Business

Britain poised to bankroll rescue package

October 7, 2008

BRITAIN'S Chancellor of the Exchequer, Alistair Darling, is reportedly considering giving banks billions of pounds in return for shares to shore them up in the face of the global credit crunch.

The plan is a middle way between full nationalisation, as with Northern Rock and Bradford & Bingley banks, and further loans, and echoes a similar operation by the Swedish government during its banking crisis in the 1990s, media reports said yesterday.

Mr Darling hinted at the plan in a BBC interview, saying he was prepared to take some "pretty big steps that we wouldn't take in ordinary times".

The leader of the opposition Conservatives, David Cameron, signalled support for the plan, which would offer taxpayers a chance of a return on their investment when banks improved.

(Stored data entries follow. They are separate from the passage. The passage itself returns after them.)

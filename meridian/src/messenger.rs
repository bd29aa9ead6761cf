use maybe_sync::{MaybeSend, MaybeSync};

/// Callback into the hosting UI.
///
/// The map view calls [`Messenger::request_redraw`] whenever the picture on the screen
/// should change: after a gesture moved the window, and after the render worker produced a
/// new bitmap. The host is expected to call
/// [`MapView::process_updates`](crate::MapView::process_updates) and then
/// [`MapView::on_draw`](crate::MapView::on_draw) from its UI thread in response.
///
/// The method may be called from the render worker thread. It must not panic: a panic stops
/// the render worker, and [`RenderWorker::submit`](crate::render::RenderWorker::submit)
/// returns `false` afterwards.
pub trait Messenger: MaybeSend + MaybeSync {
    /// Asks the host to repaint the view.
    fn request_redraw(&self);
}

/// Messenger that does nothing. Useful for headless views.
#[derive(Debug, Default, Copy, Clone)]
pub struct DummyMessenger;

impl Messenger for DummyMessenger {
    fn request_redraw(&self) {}
}
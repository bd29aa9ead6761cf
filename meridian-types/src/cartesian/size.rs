use num_traits::Num;

/// Width and height of a rectangular area.
#[derive(Debug, Clone, Copy, Default, PartialEq, Eq, Hash)]
#[cfg_attr(feature = "serde", derive(serde::Serialize, serde::Deserialize))]
pub struct Size<N = f64> {
    width: N,
    height: N,
}

impl<N: Num + PartialOrd + Copy> Size<N> {
    /// Creates a new size.
    pub fn new(width: N, height: N) -> Self {
        Self { width, height }
    }

    /// Width.
    pub fn width(&self) -> N {
        self.width
    }

    /// Height.
    pub fn height(&self) -> N {
        self.height
    }

    /// Returns true if either dimension is not positive.
    pub fn is_zero(&self) -> bool {
        self.width <= N::zero() || self.height <= N::zero()
    }
}
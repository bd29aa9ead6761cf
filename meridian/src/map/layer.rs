use std::any::Any;
use std::fmt::{Debug, Formatter};
use std::sync::Arc;

use maybe_sync::{MaybeSend, MaybeSync};
use meridian_types::{Crs, Rect};

use crate::error::MeridianError;

/// Source of geographic data shown by a [`Layer`].
///
/// Datasets belong to the data model, which is outside of this crate. The map view only needs
/// to know their extent and CRS (to initialize the viewport) and to release them when the map
/// is closed. Renderers access concrete dataset types through [`Dataset::as_any`].
pub trait Dataset: MaybeSend + MaybeSync {
    /// Human readable name of the dataset.
    fn name(&self) -> &str;
    /// Extent of the data in the dataset CRS. May require I/O.
    fn bounds(&self) -> Result<Rect, MeridianError>;
    /// CRS of the data. May require I/O.
    fn crs(&self) -> Result<Crs, MeridianError>;
    /// Releases resources held by the dataset.
    fn close(&self) -> Result<(), MeridianError> {
        Ok(())
    }
    /// Converts the trait object into the concrete type.
    fn as_any(&self) -> &dyn Any;
}

/// A dataset placed on a map.
///
/// Layers are cheap to clone: the dataset is shared.
#[derive(Clone)]
pub struct Layer {
    dataset: Arc<dyn Dataset>,
    title: String,
    visible: bool,
}

impl Layer {
    /// Creates a visible layer titled after the dataset.
    pub fn new(dataset: Arc<dyn Dataset>) -> Self {
        Self {
            title: dataset.name().to_string(),
            dataset,
            visible: true,
        }
    }

    /// The layer data.
    pub fn dataset(&self) -> &Arc<dyn Dataset> {
        &self.dataset
    }

    /// Title of the layer.
    pub fn title(&self) -> &str {
        &self.title
    }

    /// Changes the title of the layer.
    pub fn set_title(&mut self, title: impl Into<String>) {
        self.title = title.into();
    }

    /// Whether the layer should be rendered.
    pub fn is_visible(&self) -> bool {
        self.visible
    }

    /// Shows or hides the layer.
    pub fn set_visible(&mut self, visible: bool) {
        self.visible = visible;
    }
}

impl Debug for Layer {
    fn fmt(&self, f: &mut Formatter<'_>) -> std::fmt::Result {
        f.debug_struct("Layer")
            .field("dataset", &self.dataset.name())
            .field("title", &self.title)
            .field("visible", &self.visible)
            .finish()
    }
}
use crate::config::MapViewConfig;
use crate::control::{zoom_about, TapDetector, TapGesture, TouchEvent};
use crate::map_view::MapView;

/// Zooms in about the tapped point on double tap.
#[derive(Debug, Clone)]
pub struct DoubleTapZoomControl {
    detector: TapDetector,
    zoom: f64,
}

impl Default for DoubleTapZoomControl {
    fn default() -> Self {
        let config = MapViewConfig::default();
        Self {
            detector: TapDetector::new(&config),
            zoom: config.double_tap_zoom(),
        }
    }
}

impl DoubleTapZoomControl {
    pub(crate) fn init(&mut self, view: &MapView) {
        self.detector = TapDetector::new(view.config());
        self.zoom = view.config().double_tap_zoom();
    }

    pub(crate) fn handle_touch(&mut self, event: &TouchEvent, view: &mut MapView) -> bool {
        match self.detector.on_touch_event(event) {
            Some(TapGesture::DoubleTap(position)) => {
                zoom_about(view, self.zoom, position);
                true
            }
            _ => false,
        }
    }
}
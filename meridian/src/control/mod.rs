//! Touch gesture handling of a [`MapView`].
//!
//! Interaction is done in two steps:
//! 1. The platform converts its native touch events into [`TouchEvent`]s. Apps that use
//!    `winit` can use [`WinitTouchHandler`](crate::winit::WinitTouchHandler) for that.
//! 2. [`MapView::on_touch_event`] gives every event to each of its [`MapControl`]s in order.
//!    A control keeps the state of its gesture detector between events and manipulates the
//!    view's [`Window`](crate::Window) and [`Viewport`](crate::Viewport) when a gesture is
//!    recognized.

use std::time::Duration;

use meridian_types::Point2d;

use crate::map_view::MapView;

mod detector;
mod double_tap;
mod pan;
mod pinch;

pub use detector::{
    DragDetector, DragGesture, DragUpdate, ScaleDetector, ScaleGesture, TapDetector, TapGesture,
};
pub use double_tap::DoubleTapZoomControl;
pub use pan::PanControl;
pub use pinch::PinchZoomControl;

/// Id of a touch pointer. Valid and unique only while the pointer touches the screen.
pub type PointerId = u64;

/// A pointer (finger) touching the screen.
#[derive(Debug, Clone, Copy, PartialEq)]
pub struct Pointer {
    /// Id of the pointer.
    pub id: PointerId,
    /// Position on the screen in pixels from the top-left corner.
    pub position: Point2d,
}

impl Pointer {
    /// Creates a new pointer.
    pub fn new(id: PointerId, x: f64, y: f64) -> Self {
        Self {
            id,
            position: Point2d::new(x, y),
        }
    }
}

/// Kind of change a [`TouchEvent`] reports.
#[derive(Debug, Clone, Copy, PartialEq, Eq)]
pub enum TouchAction {
    /// The first pointer touched the screen.
    Down,
    /// Another pointer touched the screen while at least one was already down.
    PointerDown,
    /// One or more pointers moved.
    Move,
    /// A pointer was lifted while others remain on the screen.
    PointerUp,
    /// The last pointer was lifted.
    Up,
    /// The gesture was aborted by the system.
    Cancel,
}

/// State of all pointers at the moment of a change.
///
/// For [`TouchAction::PointerUp`] and [`TouchAction::Up`] the lifted pointer is still listed
/// in [`TouchEvent::pointers`], at [`TouchEvent::action_index`].
#[derive(Debug, Clone, PartialEq)]
pub struct TouchEvent {
    /// What happened.
    pub action: TouchAction,
    /// Index in [`TouchEvent::pointers`] of the pointer that went down or up.
    pub action_index: usize,
    /// All pointers touching the screen.
    pub pointers: Vec<Pointer>,
    /// Time of the event, measured from an arbitrary fixed moment.
    pub time: Duration,
}

impl TouchEvent {
    /// Creates a new event.
    pub fn new(
        action: TouchAction,
        action_index: usize,
        pointers: Vec<Pointer>,
        time: Duration,
    ) -> Self {
        Self {
            action,
            action_index,
            pointers,
            time,
        }
    }

    /// Event of a single pointer with id `0`.
    pub fn single(action: TouchAction, x: f64, y: f64, time: Duration) -> Self {
        Self::new(action, 0, vec![Pointer::new(0, x, y)], time)
    }

    /// The pointer that went down or up.
    pub fn action_pointer(&self) -> Option<&Pointer> {
        self.pointers.get(self.action_index)
    }

    /// Position of the first pointer.
    pub fn position(&self) -> Option<Point2d> {
        self.pointers.first().map(|p| p.position)
    }

    /// Pointers that remain on the screen after the event.
    pub fn remaining_pointers(&self) -> impl Iterator<Item = &Pointer> {
        let lifted = match self.action {
            TouchAction::PointerUp | TouchAction::Up => Some(self.action_index),
            _ => None,
        };
        let count = match self.action {
            TouchAction::Cancel => 0,
            _ => self.pointers.len(),
        };

        self.pointers
            .iter()
            .take(count)
            .enumerate()
            .filter(move |(index, _)| Some(*index) != lifted)
            .map(|(_, pointer)| pointer)
    }
}

/// A gesture handler attached to a [`MapView`].
///
/// All controls of a view see every event in their order; a control does not stop the event
/// from reaching the next one.
#[derive(Debug, Clone)]
pub enum MapControl {
    /// Drag with one finger.
    Pan(PanControl),
    /// Zoom in on double tap.
    DoubleTapZoom(DoubleTapZoomControl),
    /// Zoom with two fingers.
    PinchZoom(PinchZoomControl),
}

impl MapControl {
    /// Standard controls in their standard order: pan, double-tap zoom, pinch zoom.
    pub fn defaults() -> Vec<MapControl> {
        vec![
            MapControl::Pan(PanControl::default()),
            MapControl::DoubleTapZoom(DoubleTapZoomControl::default()),
            MapControl::PinchZoom(PinchZoomControl::default()),
        ]
    }

    /// Configures the control for the view. Called when the control is added to the view and
    /// when the view configuration changes.
    pub fn init(&mut self, view: &MapView) {
        match self {
            MapControl::Pan(control) => control.init(view),
            MapControl::DoubleTapZoom(control) => control.init(view),
            MapControl::PinchZoom(control) => control.init(view),
        }
    }

    /// Handles the event. Returns true if the event was part of a gesture of this control.
    pub fn handle_touch(&mut self, event: &TouchEvent, view: &mut MapView) -> bool {
        match self {
            MapControl::Pan(control) => control.handle_touch(event, view),
            MapControl::DoubleTapZoom(control) => control.handle_touch(event, view),
            MapControl::PinchZoom(control) => control.handle_touch(event, view),
        }
    }
}

/// Scales the window about the screen point for immediate feedback, then zooms the viewport
/// bounds by the same factor about the world point under it.
fn zoom_about(view: &mut MapView, factor: f64, focus: Point2d) {
    if !factor.is_finite() || factor <= 0.0 {
        log::warn!("Ignoring invalid zoom factor {factor}");
        return;
    }

    view.window_mut().scale(factor, focus.x, focus.y);
    view.invalidate();

    let world = view.transform().canvas_to_world().map(focus);
    let bounds = view.viewport().bounds().scale_about(factor, &world);
    view.viewport_mut().zoom_to(bounds);
}
use meridian_types::Vector2d;

use crate::config::PanCommit;
use crate::control::{DragDetector, DragGesture, TouchEvent};
use crate::map_view::MapView;

/// Moves the map with one finger.
///
/// While the finger moves, the window is translated so the current bitmap follows it. The
/// movement is written into the viewport according to the [`PanCommit`] policy of the view
/// configuration.
#[derive(Debug, Clone, Default)]
pub struct PanControl {
    detector: DragDetector,
    commit: PanCommit,
}

impl PanControl {
    pub(crate) fn init(&mut self, view: &MapView) {
        let config = view.config();
        self.detector = DragDetector::new(config.touch_slop());
        self.commit = config.pan_commit();
    }

    pub(crate) fn handle_touch(&mut self, event: &TouchEvent, view: &mut MapView) -> bool {
        let update = self.detector.on_touch_event(event);
        match (update.gesture, self.commit) {
            (Some(DragGesture::Moved(delta)), commit) => {
                view.window_mut().translate(delta.x, delta.y);
                view.invalidate();

                if commit == PanCommit::Continuous {
                    commit_pan(view, delta);
                }
            }
            (Some(DragGesture::Finished(total)), PanCommit::OnGestureEnd) => {
                commit_pan(view, total);
            }
            (Some(DragGesture::Cancelled(total)), PanCommit::OnGestureEnd) => {
                view.window_mut().translate(-total.x, -total.y);
                view.invalidate();
            }
            _ => {}
        }

        update.consumed
    }
}

/// Shifts the viewport bounds so the world point under the finger follows a screen movement
/// of `screen_delta` pixels.
fn commit_pan(view: &mut MapView, screen_delta: Vector2d) {
    let world_delta = view.transform().canvas_to_world().map_vector(screen_delta);
    let bounds = view
        .viewport()
        .bounds()
        .translate(-world_delta.x, -world_delta.y);

    log::trace!("Pan by {screen_delta:?} px committed");
    view.viewport_mut().set_bounds(bounds);
}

Mr Darling was due to make a statement overnight when Parliament resumed after its summer break, in which he was expected to set out Britain's response to Germany's offer of a blanket guarantee to all bank savings.

The announcement by the German Chancellor, Angela Merkel, sparked anger in London, coming the day after she met leaders of France, Britain and Italy in an emergency summit in Paris to discuss the crisis.

They pledged a more co-ordinated approach to prevent the meltdown in US financial markets from engulfing their own economies.

The British Treasury said it was still trying to work out the implications of the German move, which echoed similar guarantees in Ireland and Greece, but opposition politicians said London would have to follow suit.

Britain has promised to increase the level of private savings guaranteed by the Government from £35,000 ($80,000) to £50,000 per person, covering 98 per cent of accounts.

But the leader of the Liberal Democrats, Nick Clegg, warned: "Germany is Europe's economic superpower. Where it leads, others are bound to follow. Ireland's action last week to guarantee all deposits made a common European approach to deposit guarantees necessary. Germany's decision today makes it completely unavoidable."

Mr Darling said the Government was willing to take "pretty big steps that we wouldn't take in ordinary times" to help Britain weather the credit crunch.

He told the BBC that the Government had also provided billions of pounds in support to banks. He said it was "important to take generalised action as well as being ready to take particular action if you get a particular problem with an individual bank".

Europe is struggling to respond to the financial crisis that originated in the United States housing sector.

Britain's new Business Secretary, Peter Mandelson, criticised Ireland and Greece, which have angered other European Union countries by guaranteeing all depositors' savings in their banks.

Mr Mandelson said European countries should act together because their economies were interdependent. "We are all in this together," he told Sky News.